China’s ‘Jack the Ripper’ executed for rapes, murders
Beijing: A Chinese serial killer convicted for murdering 11 women was executed on Thursday in the country’s Gansu province, authorities said.
Gao Chengyong, 53, was dubbed “China’s Jack the Ripper” for targeting females dressed in red. He followed his victims home before raping and killing them — often by slitting their throats — between 1988 and 2002.
He reportedly also mutilated the bodies of his victims, including one girl aged 8.
Gao, a married father of two, was arrested in 2016 at the grocery store he ran in Baiyin, Gansu province. The police had been hunting for him for 28 years until one of his relatives committed a crime and underwent DNA testing in 2015, which led to his arrest, Xinhua news agency reported.
He ultimately confessed to 11 murders in Gansu province and Inner Mongolia and was sentenced to death on March 30, 2017. Gao’s death sentence was reviewed and approved by the country’s Supreme People’s Court.
Gao’s first murder was in May 1988, the year his son was born. A 23-year-old woman was found in Baiyin with 26 stab wounds to her body. Subsequent murders followed a similar pattern, with the killer often targeting young women who lived alone.

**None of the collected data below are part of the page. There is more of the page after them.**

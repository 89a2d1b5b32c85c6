use generational_arena::{Arena, Index};
use std::fmt;
use tracing::instrument;

/// Operator symbols of the expression grammar.
const OPERATORS: [&str; 4] = ["+", "-", "*", "/"];

/// Bracket markers; terminal but semantically empty.
const BRACKETS: [&str; 2] = ["(", ")"];

/// Data payload for tree nodes: a grammar symbol or a numeric literal.
///
/// Classification is a pure function over the variant and label; the
/// `Literal` variant is always terminal, never an operator, never empty.
#[derive(Debug, Clone, PartialEq)]
pub enum NodeData {
    /// Grammar production name, operator symbol, or bracket marker
    Symbol {
        label: String,
        /// Token discriminant attached by the parser, 0 means none
        token: i32,
    },
    /// Numeric literal leaf
    Literal {
        label: String,
        token: i32,
        value: f64,
    },
}

impl NodeData {
    pub fn symbol(label: impl Into<String>) -> Self {
        Self::Symbol {
            label: label.into(),
            token: 0,
        }
    }

    pub fn symbol_with_token(label: impl Into<String>, token: i32) -> Self {
        Self::Symbol {
            label: label.into(),
            token,
        }
    }

    pub fn literal(label: impl Into<String>, value: f64) -> Self {
        Self::Literal {
            label: label.into(),
            token: 0,
            value,
        }
    }

    pub fn label(&self) -> &str {
        match self {
            Self::Symbol { label, .. } | Self::Literal { label, .. } => label,
        }
    }

    pub fn token(&self) -> i32 {
        match self {
            Self::Symbol { token, .. } | Self::Literal { token, .. } => *token,
        }
    }

    pub fn set_label(&mut self, new_label: impl Into<String>) {
        match self {
            Self::Symbol { label, .. } | Self::Literal { label, .. } => *label = new_label.into(),
        }
    }

    pub fn is_operator(&self) -> bool {
        match self {
            Self::Symbol { label, .. } => OPERATORS.contains(&label.as_str()),
            Self::Literal { .. } => false,
        }
    }

    pub fn is_terminal(&self) -> bool {
        match self {
            Self::Symbol { label, .. } => {
                self.is_operator() || BRACKETS.contains(&label.as_str())
            }
            Self::Literal { .. } => true,
        }
    }

    pub fn is_non_terminal(&self) -> bool {
        !self.is_terminal()
    }

    pub fn is_semantically_empty(&self) -> bool {
        match self {
            Self::Symbol { label, .. } => BRACKETS.contains(&label.as_str()),
            Self::Literal { .. } => false,
        }
    }
}

impl fmt::Display for NodeData {
    fn fmt(&self, f: &mut fmt::Formatter<'_>) -> fmt::Result {
        match self {
            Self::Symbol { label, token } => {
                write!(f, "{}", label)?;
                if *token != 0 {
                    write!(f, " [{}]", token)?;
                }
                Ok(())
            }
            Self::Literal { value, .. } => write!(f, "{}", value),
        }
    }
}

/// Tree node in the arena-based syntax tree.
#[derive(Debug)]
pub struct TreeNode {
    /// Grammar payload of this node
    pub data: NodeData,
    /// Index of parent node in the arena, None for the root
    pub parent: Option<Index>,
    /// Indices of child nodes; order encodes operand order
    pub children: Vec<Index>,
}

/// Arena-based syntax tree.
///
/// Uses generational arena indices as node identity, so "replace this exact
/// node" is an overwrite of one index slot in the parent's child list. Two
/// structurally equal subtrees at different positions remain distinct.
#[derive(Debug)]
pub struct SyntaxTree {
    /// Arena storage for all tree nodes
    arena: Arena<TreeNode>,
    /// Index of the root node, None for the empty tree
    root: Option<Index>,
}

impl Default for SyntaxTree {
    fn default() -> Self {
        Self::new()
    }
}

impl SyntaxTree {
    pub fn new() -> Self {
        Self {
            arena: Arena::new(),
            root: None,
        }
    }

    #[instrument(level = "trace", skip(self))]
    pub fn insert_node(&mut self, data: NodeData, parent: Option<Index>) -> Index {
        let node = TreeNode {
            data,
            parent,
            children: Vec::new(),
        };
        let node_idx = self.arena.insert(node);

        if let Some(parent_idx) = parent {
            if let Some(parent) = self.arena.get_mut(parent_idx) {
                parent.children.push(node_idx);
            }
        } else {
            self.root = Some(node_idx);
        }

        node_idx
    }

    pub fn get_node(&self, idx: Index) -> Option<&TreeNode> {
        self.arena.get(idx)
    }

    pub fn get_node_mut(&mut self, idx: Index) -> Option<&mut TreeNode> {
        self.arena.get_mut(idx)
    }

    pub fn root(&self) -> Option<Index> {
        self.root
    }

    pub fn set_root(&mut self, root: Option<Index>) {
        self.root = root;
        if let Some(idx) = root {
            if let Some(node) = self.arena.get_mut(idx) {
                node.parent = None;
            }
        }
    }

    pub fn is_empty(&self) -> bool {
        self.root.is_none()
    }

    pub fn node_count(&self) -> usize {
        self.arena.len()
    }

    #[instrument(level = "trace", skip(self))]
    pub fn iter(&self) -> TreeIterator {
        TreeIterator::new(self)
    }

    #[instrument(level = "debug", skip(self))]
    pub fn depth(&self) -> usize {
        if let Some(root) = self.root {
            self.calculate_depth(root)
        } else {
            0
        }
    }

    fn calculate_depth(&self, node_idx: Index) -> usize {
        if let Some(node) = self.get_node(node_idx) {
            1 + node
                .children
                .iter()
                .map(|&child| self.calculate_depth(child))
                .max()
                .unwrap_or(0)
        } else {
            0
        }
    }

    /// Collects the rendered labels of all leaf nodes, left to right.
    ///
    /// After a full reduction these are the operand literals in source order.
    /// Empty trees return an empty vector.
    #[instrument(level = "debug", skip(self))]
    pub fn leaf_labels(&self) -> Vec<String> {
        let mut leaves = Vec::new();
        if let Some(root) = self.root {
            self.collect_leaves(root, &mut leaves);
        }
        leaves
    }

    fn collect_leaves(&self, node_idx: Index, leaves: &mut Vec<String>) {
        if let Some(node) = self.get_node(node_idx) {
            if node.children.is_empty() {
                leaves.push(node.data.to_string());
            } else {
                for &child in &node.children {
                    self.collect_leaves(child, leaves);
                }
            }
        }
    }

    /// Finds the leftmost non-terminal node in the subtree at `idx`.
    ///
    /// Pre-order: the node itself is tested before its children, children
    /// strictly left to right. This fixes the reduction order to
    /// left-to-right, outside-in.
    #[instrument(level = "trace", skip(self))]
    pub fn find_leftmost_nonterminal(&self, idx: Index) -> Option<Index> {
        let node = self.get_node(idx)?;

        if node.data.is_non_terminal() {
            return Some(idx);
        }

        for &child in &node.children {
            if let Some(found) = self.find_leftmost_nonterminal(child) {
                return Some(found);
            }
        }

        None
    }

    /// True if the subtree at `idx` contains any non-terminal node.
    #[instrument(level = "trace", skip(self))]
    pub fn has_nonterminal(&self, idx: Index) -> bool {
        let Some(node) = self.get_node(idx) else {
            return false;
        };

        if node.data.is_non_terminal() {
            return true;
        }

        node.children.iter().any(|&child| self.has_nonterminal(child))
    }

    /// Overwrites the child slot holding `target` with `replacement`.
    ///
    /// Searches depth-first over the descendants of `root` (not `root`
    /// itself), left to right. Reports false when `target` is not found;
    /// the tree is left unchanged in that case.
    #[instrument(level = "trace", skip(self))]
    pub fn replace_child(&mut self, root: Index, target: Index, replacement: Index) -> bool {
        let Some(holder) = self.find_holder(root, target) else {
            return false;
        };

        if let Some(parent) = self.arena.get_mut(holder) {
            for slot in parent.children.iter_mut() {
                if *slot == target {
                    *slot = replacement;
                    break;
                }
            }
        }
        if let Some(node) = self.arena.get_mut(replacement) {
            node.parent = Some(holder);
        }
        true
    }

    /// Index of the node whose child list contains `target`.
    fn find_holder(&self, from: Index, target: Index) -> Option<Index> {
        let node = self.get_node(from)?;
        for &child in &node.children {
            if child == target {
                return Some(from);
            }
            if let Some(found) = self.find_holder(child, target) {
                return Some(found);
            }
        }
        None
    }

    /// Frees a single node slot. Children are not touched; the caller moves
    /// them out first.
    #[instrument(level = "trace", skip(self))]
    pub fn remove_node(&mut self, idx: Index) {
        self.arena.remove(idx);
        if self.root == Some(idx) {
            self.root = None;
        }
    }

    /// Frees a node and everything below it.
    #[instrument(level = "trace", skip(self))]
    pub fn remove_subtree(&mut self, idx: Index) {
        if let Some(node) = self.arena.remove(idx) {
            for child in node.children {
                self.remove_subtree(child);
            }
        }
        if self.root == Some(idx) {
            self.root = None;
        }
    }
}

pub struct TreeIterator<'a> {
    tree: &'a SyntaxTree,
    stack: Vec<Index>,
}

impl<'a> TreeIterator<'a> {
    fn new(tree: &'a SyntaxTree) -> Self {
        let mut stack = Vec::new();
        if let Some(root) = tree.root() {
            stack.push(root);
        }
        Self { tree, stack }
    }
}

impl<'a> Iterator for TreeIterator<'a> {
    type Item = (Index, &'a TreeNode);

    fn next(&mut self) -> Option<Self::Item> {
        if let Some(current_idx) = self.stack.pop() {
            if let Some(node) = self.tree.get_node(current_idx) {
                // Push children in reverse order for left-to-right traversal
                for &child in node.children.iter().rev() {
                    self.stack.push(child);
                }
                return Some((current_idx, node));
            }
        }
        None
    }
}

Women in Baiyin would not walk alone in the streets without being accompanied by male relatives or friends after the spate of attacks.
“The suspect has a sexual perversion and hates women,” the Baiyin police said at the time, according to state media. “He’s reclusive and unsociable, but patient.”
Gao’s family seemed to have been in the dark about his crimes. His wife wailed and cried when she heard of his arrest, the Beijing News reported.